### Instructions to follow
Your response must be made up of each line in the data below that contains the string "Option".
● ● ● ●
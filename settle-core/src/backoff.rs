//! Backoff - Sleep schedule between polls

use std::time::Duration;

use serde::{Deserialize, Serialize};

use crate::duration::serde_duration;

/// Exponential growth of the poll interval
#[derive(Debug, Clone, PartialEq, Serialize, Deserialize)]
#[serde(deny_unknown_fields)]
pub struct Backoff {
    /// Factor applied to the previous interval (>= 1.0)
    pub multiplier: f64,
    /// Upper bound for the grown interval
    #[serde(with = "serde_duration")]
    pub max_interval: Duration,
}

impl Backoff {
    pub fn new(multiplier: f64, max_interval: Duration) -> Self {
        Self {
            multiplier,
            max_interval,
        }
    }
}

/// Infinite iterator over the sleeps of one polling session
///
/// The first item is the base interval. With a backoff each following item is
/// the previous one multiplied and capped at `max_interval`. The floor is
/// applied last.
#[derive(Debug, Clone)]
pub struct IntervalSchedule {
    current: Duration,
    backoff: Option<Backoff>,
    floor: Duration,
    started: bool,
}

impl IntervalSchedule {
    pub fn new(base: Duration, backoff: Option<Backoff>, floor: Duration) -> Self {
        Self {
            current: base,
            backoff,
            floor,
            started: false,
        }
    }
}

impl Iterator for IntervalSchedule {
    type Item = Duration;

    fn next(&mut self) -> Option<Duration> {
        if self.started {
            if let Some(backoff) = &self.backoff {
                let grown = self.current.as_secs_f64() * backoff.multiplier;
                self.current = if grown >= backoff.max_interval.as_secs_f64() {
                    backoff.max_interval
                } else {
                    Duration::from_secs_f64(grown)
                };
            }
        } else {
            self.started = true;
        }

        Some(self.current.max(self.floor))
    }
}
● ● ● ●
### Written response
    backoff: Option<Backoff>,
    pub fn new(base: Duration, backoff: Option<Backoff>, floor: Duration) -> Self {
    fn next(&mut self) -> Option<Duration> {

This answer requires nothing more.